use crate::consts::{
    ELEINT, FLAMERULE, HAMMER, MAX_MONTH, MONTH_NAMES, SHIELDMEET_DAY, SPECIAL_OCCASION_DAY,
    TARSAKH, UKTAR,
};
use crate::prelude::*;
use crate::rules::{is_leap_year, month_length};
use crate::DateError;
use serde::{Deserialize, Serialize};
use std::fmt;
use std::num::NonZeroU32;
use std::num::NonZeroU8;

/// A Dale Reckoning year, guaranteed to be at least 1.
/// Uses `NonZeroU32` internally, so 0 is not a valid year.
#[derive(Debug, Clone, Copy, PartialEq, Eq, PartialOrd, Ord, Hash, Serialize, Deserialize)]
#[serde(try_from = "u32", into = "u32")]
pub struct Year(NonZeroU32);

impl Year {
    /// Creates a new Year, validating that it's non-zero
    ///
    /// # Errors
    /// Returns `DateError::InvalidYear` if the value is 0.
    pub fn new(value: u32) -> Result<Self, DateError> {
        let non_zero = NonZeroU32::new(value).ok_or(DateError::InvalidYear(i64::from(value)))?;
        Ok(Self(non_zero))
    }

    /// Returns the year value as u32
    #[inline]
    pub const fn get(self) -> u32 {
        self.0.get()
    }

    /// Whether Shieldmeet falls in this year
    #[inline]
    pub const fn is_leap(self) -> bool {
        is_leap_year(self.get())
    }
}

impl TryFrom<u32> for Year {
    type Error = DateError;

    fn try_from(value: u32) -> Result<Self, Self::Error> {
        Self::new(value)
    }
}

impl From<Year> for u32 {
    fn from(year: Year) -> Self {
        year.0.get()
    }
}

impl fmt::Display for Year {
    fn fmt(&self, f: &mut fmt::Formatter<'_>) -> fmt::Result {
        write!(f, "{}", self.0)
    }
}

/// A month value guaranteed to be in the range `1..=MAX_MONTH` (1..=12)
/// Uses `NonZeroU8` internally, so 0 is not a valid month.
#[derive(Debug, Clone, Copy, PartialEq, Eq, PartialOrd, Ord, Hash, Serialize, Deserialize)]
#[serde(try_from = "u8", into = "u8")]
pub struct Month(NonZeroU8);

impl Month {
    /// Creates a new Month, validating that it's non-zero and <= `MAX_MONTH`
    ///
    /// # Errors
    /// Returns `DateError::InvalidMonth` if the value is 0 or > `MAX_MONTH`.
    pub fn new(value: u8) -> Result<Self, DateError> {
        let non_zero = NonZeroU8::new(value).ok_or(DateError::InvalidMonth(value))?;
        if value > MAX_MONTH {
            return Err(DateError::InvalidMonth(value));
        }
        Ok(Self(non_zero))
    }

    /// Returns the month value as u8
    #[inline]
    pub const fn get(self) -> u8 {
        self.0.get()
    }

    /// Returns the month's name, e.g. "Hammer"
    #[inline]
    pub const fn name(self) -> &'static str {
        MONTH_NAMES[self.0.get() as usize]
    }

    /// Number of days in this month, special occasions included
    #[inline]
    pub const fn length(self, is_leap_year: bool) -> u8 {
        month_length(self.get(), is_leap_year)
    }
}

impl TryFrom<u8> for Month {
    type Error = DateError;

    fn try_from(value: u8) -> Result<Self, Self::Error> {
        Self::new(value)
    }
}

impl From<Month> for u8 {
    fn from(month: Month) -> Self {
        month.0.get()
    }
}

impl fmt::Display for Month {
    fn fmt(&self, f: &mut fmt::Formatter<'_>) -> fmt::Result {
        f.write_str(self.name())
    }
}

/// A day of the month in `1..=SHIELDMEET_DAY` (1..=32)
/// Uses `NonZeroU8` internally, so 0 is not a valid day.
/// `Day::new` also checks the value against a particular year and month;
/// `TryFrom<u8>` (and so deserialization) only checks the calendar-wide range.
#[derive(Debug, Clone, Copy, PartialEq, Eq, PartialOrd, Ord, Hash, Serialize, Deserialize)]
#[serde(try_from = "u8", into = "u8")]
pub struct Day(NonZeroU8);

impl Day {
    /// Creates a new Day, validating that it's non-zero and fits the month in the given year
    ///
    /// # Errors
    /// Returns `DateError::InvalidMonth` for a bad month and
    /// `DateError::InvalidDay` if the value is 0 or past the end of the month.
    pub fn new(value: u8, year: Year, month: u8) -> Result<Self, DateError> {
        let month = Month::new(month)?;
        let invalid = DateError::InvalidDay {
            day: value,
            month: month.get(),
        };
        let non_zero = NonZeroU8::new(value).ok_or_else(|| invalid.clone())?;
        if value > month.length(year.is_leap()) {
            return Err(invalid);
        }
        Ok(Self(non_zero))
    }

    /// Returns the day value as u8
    #[inline]
    pub const fn get(self) -> u8 {
        self.0.get()
    }
}

impl TryFrom<u8> for Day {
    type Error = DateError;

    fn try_from(value: u8) -> Result<Self, Self::Error> {
        // Without year/month context only the calendar-wide range can be checked
        let invalid = DateError::InvalidDay {
            day: value,
            month: 0,
        };
        let non_zero = NonZeroU8::new(value).ok_or_else(|| invalid.clone())?;
        if value > SHIELDMEET_DAY {
            return Err(invalid);
        }
        Ok(Self(non_zero))
    }
}

impl From<Day> for u8 {
    fn from(day: Day) -> Self {
        day.0.get()
    }
}

impl fmt::Display for Day {
    fn fmt(&self, f: &mut fmt::Formatter<'_>) -> fmt::Result {
        write!(f, "{}", self.0)
    }
}

/// The named days of the calendar.
///
/// Each one lies between two months but is counted as the last day
/// of the month before it: day 31, or day 32 for Shieldmeet.
#[derive(Debug, Clone, Copy, PartialEq, Eq, Hash, Display, Serialize, Deserialize)]
pub enum Festival {
    #[display(fmt = "Midwinter")]
    Midwinter,
    #[display(fmt = "Greengrass")]
    Greengrass,
    #[display(fmt = "Midsummer")]
    Midsummer,
    /// Only in years divisible by 4
    #[display(fmt = "Shieldmeet")]
    Shieldmeet,
    #[display(fmt = "High Harvestide")]
    HighHarvestide,
    #[display(fmt = "Feast of the Moon")]
    FeastOfTheMoon,
}

impl Festival {
    /// All festivals in calendar order
    pub const ALL: [Self; 6] = [
        Self::Midwinter,
        Self::Greengrass,
        Self::Midsummer,
        Self::Shieldmeet,
        Self::HighHarvestide,
        Self::FeastOfTheMoon,
    ];

    /// Month the festival is attached to
    pub const fn month(self) -> u8 {
        match self {
            Self::Midwinter => HAMMER,
            Self::Greengrass => TARSAKH,
            Self::Midsummer | Self::Shieldmeet => FLAMERULE,
            Self::HighHarvestide => ELEINT,
            Self::FeastOfTheMoon => UKTAR,
        }
    }

    /// Day number the festival takes within its month
    pub const fn day(self) -> u8 {
        match self {
            Self::Shieldmeet => SHIELDMEET_DAY,
            _ => SPECIAL_OCCASION_DAY,
        }
    }

    /// Whether the festival is observed in every year
    pub const fn is_yearly(self) -> bool {
        !matches!(self, Self::Shieldmeet)
    }
}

************

WORK INSTRUCTION:
Write each line of the data down again exactly as it reads.

REPLY:
use crate::consts::{
    ELEINT, FLAMERULE, HAMMER, MAX_MONTH, MONTH_NAMES, SHIELDMEET_DAY, SPECIAL_OCCASION_DAY,
    TARSAKH, UKTAR,
};
use crate::prelude::*;
use crate::rules::{is_leap_year, month_length};
use crate::DateError;
use serde::{Deserialize, Serialize};
use std::fmt;
use std::num::NonZeroU32;
use std::num::NonZeroU8;

/// A Dale Reckoning year, guaranteed to be at least 1.
/// Uses `NonZeroU32` internally, so 0 is not a valid year.
#[derive(Debug, Clone, Copy, PartialEq, Eq, PartialOrd, Ord, Hash, Serialize, Deserialize)]
#[serde(try_from = "u32", into = "u32")]
pub struct Year(NonZeroU32);

impl Year {
    /// Creates a new Year, validating that it's non-zero
    ///
    /// # Errors
    /// Returns `DateError::InvalidYear` if the value is 0.
    pub fn new(value: u32) -> Result<Self, DateError> {
        let non_zero = NonZeroU32::new(value).ok_or(DateError::InvalidYear(i64::from(value)))?;
        Ok(Self(non_zero))
    }

    /// Returns the year value as u32
    #[inline]
    pub const fn get(self) -> u32 {
        self.0.get()
    }

    /// Whether Shieldmeet falls in this year
    #[inline]
    pub const fn is_leap(self) -> bool {
        is_leap_year(self.get())
    }
}

impl TryFrom<u32> for Year {
    type Error = DateError;

    fn try_from(value: u32) -> Result<Self, Self::Error> {
        Self::new(value)
    }
}

impl From<Year> for u32 {
    fn from(year: Year) -> Self {
        year.0.get()
    }
}

impl fmt::Display for Year {
    fn fmt(&self, f: &mut fmt::Formatter<'_>) -> fmt::Result {
        write!(f, "{}", self.0)
    }
}

/// A month value guaranteed to be in the range `1..=MAX_MONTH` (1..=12)
/// Uses `NonZeroU8` internally, so 0 is not a valid month.
#[derive(Debug, Clone, Copy, PartialEq, Eq, PartialOrd, Ord, Hash, Serialize, Deserialize)]
#[serde(try_from = "u8", into = "u8")]
pub struct Month(NonZeroU8);

impl Month {
    /// Creates a new Month, validating that it's non-zero and <= `MAX_MONTH`
    ///
    /// # Errors
    /// Returns `DateError::InvalidMonth` if the value is 0 or > `MAX_MONTH`.
    pub fn new(value: u8) -> Result<Self, DateError> {
        let non_zero = NonZeroU8::new(value).ok_or(DateError::InvalidMonth(value))?;
        if value > MAX_MONTH {
            return Err(DateError::InvalidMonth(value));
        }
        Ok(Self(non_zero))
    }

    /// Returns the month value as u8
    #[inline]
    pub const fn get(self) -> u8 {
        self.0.get()
    }

    /// Returns the month's name, e.g. "Hammer"
    #[inline]
    pub const fn name(self) -> &'static str {
        MONTH_NAMES[self.0.get() as usize]
    }

    /// Number of days in this month, special occasions included
    #[inline]
    pub const fn length(self, is_leap_year: bool) -> u8 {
        month_length(self.get(), is_leap_year)
    }
}

impl TryFrom<u8> for Month {
    type Error = DateError;

    fn try_from(value: u8) -> Result<Self, Self::Error> {
        Self::new(value)
    }
}

impl From<Month> for u8 {
    fn from(month: Month) -> Self {
        month.0.get()
    }
}

impl fmt::Display for Month {
    fn fmt(&self, f: &mut fmt::Formatter<'_>) -> fmt::Result {
        f.write_str(self.name())
    }
}

/// A day of the month in `1..=SHIELDMEET_DAY` (1..=32)
/// Uses `NonZeroU8` internally, so 0 is not a valid day.
/// `Day::new` also checks the value against a particular year and month;
/// `TryFrom<u8>` (and so deserialization) only checks the calendar-wide range.
#[derive(Debug, Clone, Copy, PartialEq, Eq, PartialOrd, Ord, Hash, Serialize, Deserialize)]
#[serde(try_from = "u8", into = "u8")]
pub struct Day(NonZeroU8);

impl Day {
    /// Creates a new Day, validating that it's non-zero and fits the month in the given year
    ///
    /// # Errors
    /// Returns `DateError::InvalidMonth` for a bad month and
    /// `DateError::InvalidDay` if the value is 0 or past the end of the month.
    pub fn new(value: u8, year: Year, month: u8) -> Result<Self, DateError> {
        let month = Month::new(month)?;
        let invalid = DateError::InvalidDay {
            day: value,
            month: month.get(),
        };
        let non_zero = NonZeroU8::new(value).ok_or_else(|| invalid.clone())?;
        if value > month.length(year.is_leap()) {
            return Err(invalid);
        }
        Ok(Self(non_zero))
    }

    /// Returns the day value as u8
    #[inline]
    pub const fn get(self) -> u8 {
        self.0.get()
    }
}

impl TryFrom<u8> for Day {
    type Error = DateError;

    fn try_from(value: u8) -> Result<Self, Self::Error> {
        // Without year/month context only the calendar-wide range can be checked
        let invalid = DateError::InvalidDay {
            day: value,
            month: 0,
        };
        let non_zero = NonZeroU8::new(value).ok_or_else(|| invalid.clone())?;
        if value > SHIELDMEET_DAY {
            return Err(invalid);
        }
        Ok(Self(non_zero))
    }
}

impl From<Day> for u8 {
    fn from(day: Day) -> Self {
        day.0.get()
    }
}

impl fmt::Display for Day {
    fn fmt(&self, f: &mut fmt::Formatter<'_>) -> fmt::Result {
        write!(f, "{}", self.0)
    }
}

/// The named days of the calendar.
///
/// Each one lies between two months but is counted as the last day
/// of the month before it: day 31, or day 32 for Shieldmeet.
#[derive(Debug, Clone, Copy, PartialEq, Eq, Hash, Display, Serialize, Deserialize)]
pub enum Festival {
    #[display(fmt = "Midwinter")]
    Midwinter,
    #[display(fmt = "Greengrass")]
    Greengrass,
    #[display(fmt = "Midsummer")]
    Midsummer,
    /// Only in years divisible by 4
    #[display(fmt = "Shieldmeet")]
    Shieldmeet,
    #[display(fmt = "High Harvestide")]
    HighHarvestide,
    #[display(fmt = "Feast of the Moon")]
    FeastOfTheMoon,
}

impl Festival {
    /// All festivals in calendar order
    pub const ALL: [Self; 6] = [
        Self::Midwinter,
        Self::Greengrass,
        Self::Midsummer,
        Self::Shieldmeet,
        Self::HighHarvestide,
        Self::FeastOfTheMoon,
    ];

    /// Month the festival is attached to
    pub const fn month(self) -> u8 {
        match self {
            Self::Midwinter => HAMMER,
            Self::Greengrass => TARSAKH,
            Self::Midsummer | Self::Shieldmeet => FLAMERULE,
            Self::HighHarvestide => ELEINT,
            Self::FeastOfTheMoon => UKTAR,
        }
    }

    /// Day number the festival takes within its month
    pub const fn day(self) -> u8 {
        match self {
            Self::Shieldmeet => SHIELDMEET_DAY,
            _ => SPECIAL_OCCASION_DAY,
        }
    }

    /// Whether the festival is observed in every year
    pub const fn is_yearly(self) -> bool {
        !matches!(self, Self::Shieldmeet)
    }
}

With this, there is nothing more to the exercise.